Cell signalling governs cellular behaviour and is therefore subject to tight spatiotemporal regulation. Signalling output is modulated by specialized cell membranes and vesicles which contain unique combinations of lipids and proteins. The phosphatidylinositol 4,5-bisphosphate (PI(4,5)P 2 ), an important component of the plasma membrane as well as other subcellular membranes, is involved in multiple processes, including signalling. However, which enzymes control the turnover of non-plasma membrane PI(4,5)P 2 , and their impact on cell signalling and function at the organismal level are unknown. Here, we identify Paladin as a vascular PI(4,5)P 2 phosphatase regulating VEGFR2 endosomal signalling and angiogenesis. Paladin is localized to endosomal and Golgi compartments and interacts with vascular endothelial growth factor receptor 2 (VEGFR2) in vitro and in vivo . Loss of Paladin results in increased internalization of VEGFR2, over-activation of extracellular regulated kinase 1/2, and hypersprouting of endothelial cells in the developing retina of mice. These findings suggest that inhibition of Paladin, or other endosomal PI(4,5)P 2 phosphatases, could be exploited to modulate VEGFR2 signalling and angiogenesis, when direct and full inhibition of the receptor is undesirable.

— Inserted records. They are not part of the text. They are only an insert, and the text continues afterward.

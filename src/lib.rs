//! mim: a small content-addressed version control system
//!
//! - `areas`: the on-disk parts of a repository (object store, refs, index,
//!   working tree, configuration) and their composition in `Repository`
//! - `artifacts`: data structures and algorithms over those areas
//! - `commands`: user-facing operations as methods on `Repository`
//! - `remote`: synchronization with other repositories
//! - `errors`: the library error type

pub mod areas;
pub mod artifacts;
pub mod commands;
pub mod errors;
pub mod remote;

SYNOPSIS This study identifies Paladin as a vascular PI(4,5)P2 phosphatase, which restricts VEGFR2 internalization and activation of downstream signaling, thereby dampening angiogenesis. Paladin is a phosphoinositide phosphatase with preference for PI(4,5)P2. VEGF-A induces co-localization of Paladin with VEGFR2 in EEA1 + early endosomes. Paladin deficiency promotes increased VEGFR2 phosphorylation, internalization, and ERK1/2 signalling. Increased ERK1/2 signalling in Paladin knockout mice leads to endothelial cell hypersprouting in physiological and pathological retinal angiogenesis. Graphical Abstract This study identifies Paladin as a vascular PI(4,5)P2 phosphatase, which restricts VEGFR2 internalization and activation of downstream signaling, thereby dampening angiogenesis.